Il contributo è tratto da Storia della civiltà europea a cura di Umberto Eco, edizione in 75 ebook
Vissuto a Venezia nella prigma metà del Settecento, Vivaldi ha dato contributi importanti in tutti i principali generi musicali. Tuttavia, la sua fama e la sua importanza restano essenzialmente legate ai concerti, che hanno esercitato una decisiva influenza su Johann Sebastian Bach.
Venezia
Al tempo di Antonio Vivaldi, la Repubblica di Venezia è già da qualche tempo avviata al declino politico. Dopo esser stata il principale baluardo dell’Europa contro i Turchi ed essersi espansa verso Oriente, subisce ora il crescente peso delle potenze nazionali, in particolare dell’Impero asburgico. L’evento militare fondamentale di questi anni, la pace di Passarowitz (1718), che segna la fine dell’ultima guerra con la Turchia, è in realtà un’operazione compiuta dall’Austria, che ne ricava notevoli vantaggi territoriali, mentre Venezia ne è sostanzialmente spettatrice passiva.

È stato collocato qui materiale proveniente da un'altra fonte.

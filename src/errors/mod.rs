//! Error types and error handling for the compiler.
//!
//! This module defines the single error type used throughout the pipeline.
//! It includes:
//!
//! - An error structure carrying the source line (and column when known)
//! - Specific error variants for lexing, parsing, checking and running
//! - The `Line: <n> Column: <c>: <message>` rendering used for diagnostics

pub mod errors;
use std::fmt::Display;

use thiserror::Error;

use crate::Position;

/// A located failure from any stage of the pipeline.
///
/// Lexer and parser errors always know their column; checker diagnostics and
/// runtime errors only carry the line they originate from.
#[derive(Debug, Clone, PartialEq)]
pub struct Error {
    internal_error: ErrorImpl,
    line: u32,
    column: Option<u32>,
}

impl Error {
    pub fn new(error_impl: ErrorImpl, position: Position) -> Self {
        Error {
            internal_error: error_impl,
            line: position.line,
            column: Some(position.column),
        }
    }

    pub fn on_line(error_impl: ErrorImpl, line: u32) -> Self {
        Error {
            internal_error: error_impl,
            line,
            column: None,
        }
    }

    pub fn get_line(&self) -> u32 {
        self.line
    }

    pub fn get_column(&self) -> Option<u32> {
        self.column
    }

    pub fn get_impl(&self) -> &ErrorImpl {
        &self.internal_error
    }

    pub fn get_message(&self) -> String {
        self.internal_error.to_string()
    }

    pub fn get_error_name(&self) -> &str {
        match &self.internal_error {
            ErrorImpl::UnrecognisedToken { .. } => "UnrecognisedToken",
            ErrorImpl::UnexpectedToken { .. } => "UnexpectedToken",
            ErrorImpl::UnexpectedTokenInExpression { .. } => "UnexpectedTokenInExpression",
            ErrorImpl::ExpectedToken { .. } => "ExpectedToken",
            ErrorImpl::NumberParseError { .. } => "NumberParseError",
            ErrorImpl::VariableAlreadyDeclared { .. } => "VariableAlreadyDeclared",
            ErrorImpl::VariableNotDeclared { .. } => "VariableNotDeclared",
            ErrorImpl::FunctionAlreadyDeclared { .. } => "FunctionAlreadyDeclared",
            ErrorImpl::FunctionNotDeclared { .. } => "FunctionNotDeclared",
            ErrorImpl::NestedFunction => "NestedFunction",
            ErrorImpl::InvalidCondition => "InvalidCondition",
            ErrorImpl::VariableTypeMatchError { .. } => "VariableTypeMatchError",
            ErrorImpl::AssignmentTypeMatchError { .. } => "AssignmentTypeMatchError",
            ErrorImpl::OperandTypeMatchError { .. } => "OperandTypeMatchError",
            ErrorImpl::ArgumentTypeMatchError { .. } => "ArgumentTypeMatchError",
            ErrorImpl::UnexpectedArguments { .. } => "UnexpectedArguments",
            ErrorImpl::ReturnOutsideFunction => "ReturnOutsideFunction",
            ErrorImpl::MissingReturnValue { .. } => "MissingReturnValue",
            ErrorImpl::ReturnTypeMatchError { .. } => "ReturnTypeMatchError",
            ErrorImpl::TypeMatchError { .. } => "TypeMatchError",
            ErrorImpl::DivisionByZero => "DivisionByZero",
            ErrorImpl::ArgumentCount { .. } => "ArgumentCount",
            ErrorImpl::MustReturnValue { .. } => "MustReturnValue",
            ErrorImpl::CallDepthExceeded { .. } => "CallDepthExceeded",
            ErrorImpl::OutputError { .. } => "OutputError",
        }
    }
}

impl Display for Error {
    fn fmt(&self, f: &mut std::fmt::Formatter<'_>) -> std::fmt::Result {
        match self.column {
            Some(column) => write!(
                f,
                "Line: {} Column: {}: {}",
                self.line, column, self.internal_error
            ),
            None => write!(f, "Line: {}: {}", self.line, self.internal_error),
        }
    }
}

impl std::error::Error for Error {}

#[derive(Error, Debug, Clone, PartialEq)]
pub enum ErrorImpl {
    // Lexing and parsing
    #[error("Unknown token '{token}'")]
    UnrecognisedToken { token: String },
    #[error("Unexpected token '{token}'")]
    UnexpectedToken { token: String },
    #[error("Unexpected token in expression '{token}'")]
    UnexpectedTokenInExpression { token: String },
    #[error("{message}")]
    ExpectedToken { message: String },
    #[error("Invalid integer literal '{token}'")]
    NumberParseError { token: String },

    // Names
    #[error("Variable '{variable}' is already defined in this scope.")]
    VariableAlreadyDeclared { variable: String },
    #[error("Undefined variable '{variable}'.")]
    VariableNotDeclared { variable: String },
    #[error("Function '{function}' is already defined")]
    FunctionAlreadyDeclared { function: String },
    #[error("Unknown Function '{function}'")]
    FunctionNotDeclared { function: String },
    #[error("Functions cannot be nested.")]
    NestedFunction,

    // Static typing
    #[error("Invalid condition, doesn't evaluate to type 'bool'")]
    InvalidCondition,
    #[error("Wrong variable type, expected '{expected}', found type '{received}'")]
    VariableTypeMatchError { expected: String, received: String },
    #[error("Invalid assignment, expected type '{expected}', found '{received}'")]
    AssignmentTypeMatchError { expected: String, received: String },
    #[error("Invalid operand type, expected '{expected}', found '{received}'")]
    OperandTypeMatchError { expected: String, received: String },
    #[error("Invalid function parameter, expected type '{expected}', found type '{received}'")]
    ArgumentTypeMatchError { expected: String, received: String },
    #[error("Invalid function call, expected {expected} parameters, found {received}")]
    UnexpectedArguments { expected: usize, received: usize },
    #[error("Invalid return statement, not in function")]
    ReturnOutsideFunction,
    #[error("Invalid return: missing value of type '{expected}'")]
    MissingReturnValue { expected: String },
    #[error("Invalid return type, expected type '{expected}', found type '{received}'")]
    ReturnTypeMatchError { expected: String, received: String },

    // Runtime
    #[error("Expected variable of type '{expected}' but found type '{received}'")]
    TypeMatchError { expected: String, received: String },
    #[error("Division by zero")]
    DivisionByZero,
    #[error("Invalid arg count for function '{function}'")]
    ArgumentCount { function: String },
    #[error("Function '{function}' must return a value")]
    MustReturnValue { function: String },
    #[error("Maximum call depth of {limit} exceeded")]
    CallDepthExceeded { limit: usize },
    #[error("Failed to write program output: {message}")]
    OutputError { message: String },
}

A dispetto del declino politico, per Venezia il Settecento rappresenta una grande stagione culturale, soprattutto nel campo delle arti figurative: è l’epoca dell’architetto Giorgio Massari, che edifica, tra l’altro, Palazzo Grassi e la chiesa dei Gesuati, e dei pittori Giambattista Tiepolo, Giovanni Antonio Canal, detto il Canaletto e, più tardi, Francesco Guardi.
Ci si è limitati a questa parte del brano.